Äußerlich ist der Velar ein typischer Range, schnörkellos designt, ein wenig markanter als seine Brüder: die Scheinwerfer schmaler, die Kanten schärfer, die ansteigende Gürtellinie tiefer. Innen ist er geradezu extravagant, eine Inszenierung: Das Automatikgetriebe wird über einen Drehknopf gesteuert, ansonsten wurden Tasten, Schalter und Regler weitgehend verbannt. Bedienen lässt sich der Velar über zwei große Touchscreens auf und über der Mittelkonsole. Oben für Navi, Hi-Fi und Telefon, unten für Differenzialsperren, Geländeeinstellungen oder Fahrwerkserhöhung. Die hochauflösenden Bildschirme liefern gestochen scharfe Bilder.

Das hilft sogar im Gelände. Da erfüllt der Velar nicht nur physisch alle von ihm verlangten Offroadqualitäten, wühlt sich souverän durch knietiefen Schlamm, bewältigt mit Luftfederung atemberaubende Schräglagen bis 23,5 Grad, kraxelt steilste Skipisten hoch und watet nach einer quälerisch langen Bergabtour mit dampfenden Bremsscheiben tapfer durch einen 65 Zentimeter tiefen, reißenden Gebirgsbach.
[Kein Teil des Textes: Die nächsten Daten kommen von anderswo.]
//! EXIF tag value decoding
//!
//! Turns raw parser values into display values. Decoding is lossy on purpose:
//! a corrupt tag degrades to replacement characters or an empty string, it
//! never fails the read.

use crate::exif::ifd::{tags, ExifValue};
use encoding_rs::{SHIFT_JIS, UTF_16LE};
use std::fmt;

/// Length of the charset marker in front of a UserComment
const CHARSET_PREFIX_LEN: usize = 8;

/// UserComment charset marker for ASCII bodies
pub const ASCII_PREFIX: &[u8; 8] = b"ASCII\0\0\0";

/// UserComment charset marker for UTF-16 bodies
pub const UNICODE_PREFIX: &[u8; 8] = b"UNICODE\0";

/// UserComment charset marker for Shift-JIS bodies
pub const JIS_PREFIX: &[u8; 8] = b"JIS\0\0\0\0\0";

/// A tag value ready for display
#[derive(Debug, Clone, PartialEq, Eq)]
#[cfg_attr(feature = "serde", derive(serde::Serialize))]
#[cfg_attr(feature = "serde", serde(untagged))]
pub enum DecodedValue {
    /// Decoded text
    Text(String),
    /// Integer values, unchanged
    Integer(Vec<i64>),
    /// Rational values, unchanged
    Rational(Vec<(i64, i64)>),
}

impl DecodedValue {
    /// Get the value as text, if it is text
    pub fn as_str(&self) -> Option<&str> {
        match self {
            DecodedValue::Text(s) => Some(s),
            _ => None,
        }
    }
}

impl fmt::Display for DecodedValue {
    fn fmt(&self, f: &mut fmt::Formatter<'_>) -> fmt::Result {
        match self {
            DecodedValue::Text(s) => f.write_str(s),
            DecodedValue::Integer(values) => match values.as_slice() {
                [single] => write!(f, "{}", single),
                _ => write!(f, "{:?}", values),
            },
            DecodedValue::Rational(values) => {
                let parts: Vec<String> = values.iter().map(|(n, d)| format!("{n}/{d}")).collect();
                f.write_str(&parts.join(", "))
            }
        }
    }
}

/// Decode one tag value for display
pub fn decode_value(tag: u16, value: &ExifValue) -> DecodedValue {
    match value {
        ExifValue::Bytes(bytes) => DecodedValue::Text(decode_bytes(tag, bytes)),
        ExifValue::Ascii(s) => DecodedValue::Text(s.clone()),
        ExifValue::Integer(values) => DecodedValue::Integer(values.clone()),
        ExifValue::Rational(values) => DecodedValue::Rational(values.clone()),
    }
}

/// Decode a byte blob according to its tag
pub fn decode_bytes(tag: u16, bytes: &[u8]) -> String {
    match tag {
        tags::USER_COMMENT => decode_user_comment(bytes),
        tags::XP_TITLE..=tags::XP_SUBJECT => {
            let (text, _) = UTF_16LE.decode_without_bom_handling(bytes);
            strip_nul(&text)
        }
        _ => String::from_utf8_lossy(bytes).into_owned(),
    }
}

/// Decode a charset-prefixed UserComment
///
/// The first 8 bytes select the body encoding: `ASCII`, `UNICODE` (UTF-16,
/// BOM-sniffed, little-endian otherwise) or `JIS` (Shift-JIS). Anything else,
/// including blobs shorter than the prefix, is read as UTF-8.
pub fn decode_user_comment(bytes: &[u8]) -> String {
    if bytes.len() >= CHARSET_PREFIX_LEN {
        let (prefix, body) = bytes.split_at(CHARSET_PREFIX_LEN);
        if prefix.starts_with(b"ASCII") {
            return strip_nul(&decode_ascii_lossy(body));
        }
        if prefix.starts_with(b"UNICODE") {
            let (text, _, _) = UTF_16LE.decode(body);
            return strip_nul(&text);
        }
        if prefix.starts_with(b"JIS") {
            let (text, _) = SHIFT_JIS.decode_without_bom_handling(body);
            return strip_nul(&text);
        }
    }
    strip_nul(&String::from_utf8_lossy(bytes))
}

/// ASCII decode replacing every non-ASCII byte with U+FFFD
fn decode_ascii_lossy(bytes: &[u8]) -> String {
    bytes
        .iter()
        .map(|&b| if b.is_ascii() { b as char } else { char::REPLACEMENT_CHARACTER })
        .collect()
}

fn strip_nul(text: &str) -> String {
    text.trim_end_matches('\0').to_string()
}

#[cfg(test)]
mod tests {
    use super::*;

    fn utf16le(s: &str) -> Vec<u8> {
        s.encode_utf16().flat_map(|c| c.to_le_bytes()).collect()
    }

    #[test]
    fn test_user_comment_ascii() {
        assert_eq!(decode_user_comment(b"ASCII\x00\x00\x00Hello"), "Hello");
        assert_eq!(decode_user_comment(b"ASCII\x00\x00\x00Hi\x00\x00"), "Hi");
    }

    #[test]
    fn test_user_comment_ascii_replaces_high_bytes() {
        assert_eq!(decode_user_comment(b"ASCII\x00\x00\x00a\xFFb"), "a\u{FFFD}b");
    }

    #[test]
    fn test_user_comment_unicode() {
        let mut blob = b"UNICODE\x00".to_vec();
        blob.extend(utf16le("Hi"));
        blob.extend([0, 0]);
        assert_eq!(decode_user_comment(&blob), "Hi");
    }

    #[test]
    fn test_user_comment_unicode_with_bom() {
        let mut blob = b"UNICODE\x00".to_vec();
        blob.extend([0xFE, 0xFF, 0x00, b'O', 0x00, b'K']);
        assert_eq!(decode_user_comment(&blob), "OK");
    }

    #[test]
    fn test_user_comment_jis() {
        let mut blob = JIS_PREFIX.to_vec();
        // "日本" in Shift-JIS
        blob.extend([0x93, 0xFA, 0x96, 0x7B]);
        assert_eq!(decode_user_comment(&blob), "日本");
    }

    #[test]
    fn test_user_comment_fallbacks() {
        assert_eq!(decode_user_comment(b"short\0"), "short");
        assert_eq!(decode_user_comment(b"UNDEFINED-ish text"), "UNDEFINED-ish text");
        assert_eq!(decode_user_comment(b""), "");
        assert_eq!(decode_user_comment(&[0xC3, 0x28]), "\u{FFFD}(");
    }

    #[test]
    fn test_xp_tags_are_utf16le() {
        let mut blob = utf16le("Sunset über");
        blob.extend([0, 0]);
        for tag in tags::XP_TITLE..=tags::XP_SUBJECT {
            assert_eq!(decode_bytes(tag, &blob), "Sunset über");
        }
    }

    #[test]
    fn test_other_bytes_are_utf8_lossy() {
        assert_eq!(decode_bytes(tags::MAKE, b"Canon"), "Canon");
        assert_eq!(decode_bytes(41728, &[0x03]), "\u{3}");
    }

    #[test]
    fn test_non_byte_values_pass_through() {
        assert_eq!(
            decode_value(tags::ORIENTATION, &ExifValue::Integer(vec![1])),
            DecodedValue::Integer(vec![1])
        );
        assert_eq!(
            decode_value(tags::ARTIST, &ExifValue::Ascii("Ann".into())),
            DecodedValue::Text("Ann".into())
        );
        let rational = ExifValue::Rational(vec![(72, 1)]);
        assert_eq!(decode_value(tags::X_RESOLUTION, &rational).to_string(), "72/1");
    }
}
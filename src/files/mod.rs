//! Container support for image metadata
//!
//! This module holds the format handlers, the collaborator traits used for
//! pixel-level work and the dispatcher that ties them together.

pub mod dispatch;
pub mod formats;
pub mod handler;

pub use dispatch::{MetadataCodec, MetadataReport, WriteOutcome, WritePath};
#[cfg(feature = "jpeg")]
pub use formats::jpeg::{JpegHandler, JpegSegment, ScanEnd, SegmentWalker, XmpLocation};
#[cfg(feature = "png")]
pub use formats::png::{PngTextChunks, TextChunkKind, TextEntry};
pub use handler::{DecodedImage, ExifPacker, ImageCodec, WriteOptions};
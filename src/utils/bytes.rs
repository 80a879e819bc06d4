//! Read-only byte buffer view
//!
//! Bounds-checked accessors over a borrowed slice. Nothing here allocates;
//! every accessor returns `None` instead of reading past the end.

use std::ops::Range;

/// Immutable view over a byte sequence
#[derive(Debug, Clone, Copy)]
pub struct ByteView<'a> {
    data: &'a [u8],
}

impl<'a> ByteView<'a> {
    /// Wrap a byte slice
    pub fn new(data: &'a [u8]) -> Self {
        Self { data }
    }

    /// The underlying slice
    pub fn as_slice(&self) -> &'a [u8] {
        self.data
    }

    /// Total length in bytes
    pub fn len(&self) -> usize {
        self.data.len()
    }

    /// Whether the view is empty
    pub fn is_empty(&self) -> bool {
        self.data.is_empty()
    }

    /// Byte at `offset`
    pub fn byte(&self, offset: usize) -> Option<u8> {
        self.data.get(offset).copied()
    }

    /// Big-endian u16 at `offset`
    pub fn u16_be(&self, offset: usize) -> Option<u16> {
        let end = offset.checked_add(2)?;
        let bytes = self.data.get(offset..end)?;
        Some(u16::from_be_bytes([bytes[0], bytes[1]]))
    }

    /// Sub-slice for `range`
    pub fn slice(&self, range: Range<usize>) -> Option<&'a [u8]> {
        self.data.get(range)
    }

    /// Whether the bytes at `offset` start with `pattern`
    pub fn starts_with_at(&self, offset: usize, pattern: &[u8]) -> bool {
        self.data
            .get(offset..)
            .is_some_and(|rest| rest.starts_with(pattern))
    }

    /// Number of bytes from `offset` to the end
    pub fn remaining(&self, offset: usize) -> usize {
        self.data.len().saturating_sub(offset)
    }
}
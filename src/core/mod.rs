//! XMP Core module
//!
//! This module contains the XMP packet codec: error types, namespace
//! handling, and the packet serializer and parser.

pub mod error;
pub mod namespace;
pub mod parser;
pub mod serializer;

pub use error::{MetaError, MetaResult};
pub use namespace::{CustomNamespace, NamespaceMap};
pub use parser::XmpParser;
pub use serializer::XmpSerializer;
Das Abenteuer lässt sich über eine spezielle Offroadanzeige im Head-up-Display auch noch genau verfolgen, sie zeigt dem Fahrer die Stellung der Räder und Neigung des Fahrzeugs in jede Richtung an.

Range Rover Velar
Technik
180 PS
D180, Zweiliterdiesel 132 kW
142 g/km CO2-Emission
Dynamik
8,9 Sekunden Beschleunigung von 0 auf 100 km/h
209 km/h Spitzengeschwindigkeit
Preis
ab 56.400 Euro

Außergewöhnlich auch der Materialmix im Innenraum. Range Rover verzichtet auf Tierhäute und hat mit seinem dänischen Zulieferer Kvadrat einen hochwertigen veganen Wildlederersatz aus Kunststoffrezyklat entwickelt. Das dürfte in Hipsterhochburgen wie Berlin-Mitte, Notting Hill oder Palo Alto ein echtes Verkaufsargument sein.

So raffiniert Bedienkonzept und Polster, so altbacken ist der Antrieb. Den Velar gibt es als Benziner oder Diesel, Vier- oder Sechszylinder, aber nicht als Hybrid oder Elektro. Und die Assistenzsysteme sind zwar auf der Höhe der Zeit (Spurhalter, Abstandstempomat), teilautonome Gimmicks fehlen indes. Dazu passt auch der klobige Zündschlüssel: Der wirkt fast wie das Relikt aus einer anderen Zeit.